Misjudged Good Folks

I HADN’T SEEN DURMA for a long time, and I missed her. After I promised my aunt not to see her or talk to her anymore, Durma sold her tinplate shack in the Slave Yards and moved to town to live in an Arab-style house with a group of darabukka players. The day she left to start her new life beyond the high wall that separated us from half of humanity, I hadn’t gotten to tell her good-bye, and I regretted it like mad.

Durma had learned to sing from an elderly slave woman from Fezzan who, seeing that she’d happened upon a rare talent who could perform marskawi, started depending on Durma to perform at weddings and other social occasions.1 Of course, singing was a comfortable job compared to the forced labor slaves had to do. In fact, no matter how good or bad they happened to be at it, everybody in the Yards resorted to singing to help themselves get through their grueling lives. At night after people’s work was done and they headed back to the Yards, somebody would start to sing. Then somebody else would join in, and somebody else, and somebody else. Before you knew it, the gathering had expanded to include a growing number of performers, clappers and dancers, and the whole neighborhood would be bursting with raucous circles of song and dance. Tunes were something to be celebrated, and song was a healing balm. People who’d had too much to drink would often reel and totter around, losing themselves in the ecstasy of the marskawi. Song and drink were medicine for the afflicted soul, a remedy for the suffering born of exile, degradation, and the frightening unknown.

When Yagouta, the daughter of Ubaydallah and Makhzouma, married a slave boy from the Yards, Durma’s gift to them was to come and perform at their wedding celebration. When she came, she received a huge welcome. After all, even though she’d left for the big city, she hadn’t forgotten the folks back home, and she never stopped helping the needy among them with what she earned from her gigs, which went on till the wee hours of the morning, and sometimes for days.

It was only to be expected, of course, that some men would end up inviting her to bed. After all, a passionate black singer like her would let a man discover his wild side, and liberate him from the alien “other” self that controlled him when he was part of a herd.

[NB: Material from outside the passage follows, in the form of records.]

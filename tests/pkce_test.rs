use dancify::error::ApiError;
use dancify::pkce::{VERIFIER_LENGTH, generate_code_challenge, generate_code_verifier};

#[test]
fn test_generate_code_verifier_length_and_alphabet() {
    for length in [43, 64, 100, 128] {
        let verifier = generate_code_verifier(length).unwrap();

        // Should be exactly the requested length
        assert_eq!(verifier.len(), length);

        // Should contain only alphanumeric characters
        assert!(verifier.chars().all(|c| c.is_ascii_alphanumeric()));
    }
}

#[test]
fn test_generate_code_verifier_default_length() {
    let verifier = generate_code_verifier(VERIFIER_LENGTH).unwrap();
    assert_eq!(verifier.len(), 128);
}

#[test]
fn test_generate_code_verifier_randomness() {
    // Two generated verifiers should be different
    let first = generate_code_verifier(VERIFIER_LENGTH).unwrap();
    let second = generate_code_verifier(VERIFIER_LENGTH).unwrap();
    assert_ne!(first, second);
}

#[test]
fn test_generate_code_verifier_rejects_invalid_lengths() {
    for length in [0, 1, 42, 129, 4096] {
        let result = generate_code_verifier(length);
        assert!(matches!(
            result,
            Err(ApiError::InvalidVerifierLength(l)) if l == length
        ));
    }
}

#[test]
fn test_generate_code_challenge_deterministic() {
    let verifier = "test_verifier_123";
    let challenge = generate_code_challenge(verifier);

    // Should not be empty
    assert!(!challenge.is_empty());

    // Same input produces same output
    let challenge2 = generate_code_challenge(verifier);
    assert_eq!(challenge, challenge2);

    // Different input should produce different output
    let challenge3 = generate_code_challenge("different_verifier");
    assert_ne!(challenge, challenge3);
}

#[test]
fn test_generate_code_challenge_is_unpadded_base64url() {
    let verifier = generate_code_verifier(VERIFIER_LENGTH).unwrap();
    let challenge = generate_code_challenge(&verifier);

    // URL-safe alphabet only, no '+' or '/' and no '=' padding
    assert!(
        challenge
            .chars()
            .all(|c| c.is_ascii_alphanumeric() || c == '_' || c == '-')
    );

    // A SHA-256 digest encodes to exactly 43 base64 characters unpadded
    assert_eq!(challenge.len(), 43);
}

#[test]
fn test_generate_code_challenge_rfc7636_vector() {
    // Appendix B of RFC 7636
    let verifier = "dBjftJeZ4CVP-mB92K27uhbUJU1p1r_wW1gFWFOEjXk";
    let challenge = generate_code_challenge(verifier);
    assert_eq!(challenge, "E9Melhoa2OwvFrEMTJguCHaoeK1t8URWbuGJSstw-cM");
}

Musically induced rapture is inseparable from the quest for love. Female singers were thirsty and their thirst was quenched. They gave to drink, and were given to drink. The world wasn’t fair, and it didn’t give the Negro woman a house, a breadwinner, and children, since no man would marry a singer even if he was black like her. The singing profession turned a woman into a whore who was available on demand. So even though Benghazi households vied for the chance to have her perform at their social functions, their respect for her didn’t go beyond the hand that beat the darabukka, the throat that crooned the songs, and the body that writhed as skillfully in bed as it did on the stage.

By the time Yagouta’s wedding was over, more than one man had proposed to let his daughter work with Durma.

Fortunately for life here, there were people who took a different view of things and people generally classified as “bad.” I personally loved Durma inside and out. I loved everything about her, and all that she was. So when I missed her, I made no distinction between one part of her and another. I didn’t pick and choose which parts of her I wanted and which ones I didn’t. One of the signs of love is that you love what you love without asking yourself why it is that you love it.

1. Marskawi is a kind of traditional music that traces its origins to the city of Murzuk in southern Libya. Marskawi combines Bedouin Arabic poetic lyricism and elements of the Amazigh (Berber) heritage. Most of the artists best known for the performance of marskawi are from Benghazi and Bayda, Libya, such as Warda al-Libiya, Shadi Al Jabal, and Ramadan Wanis.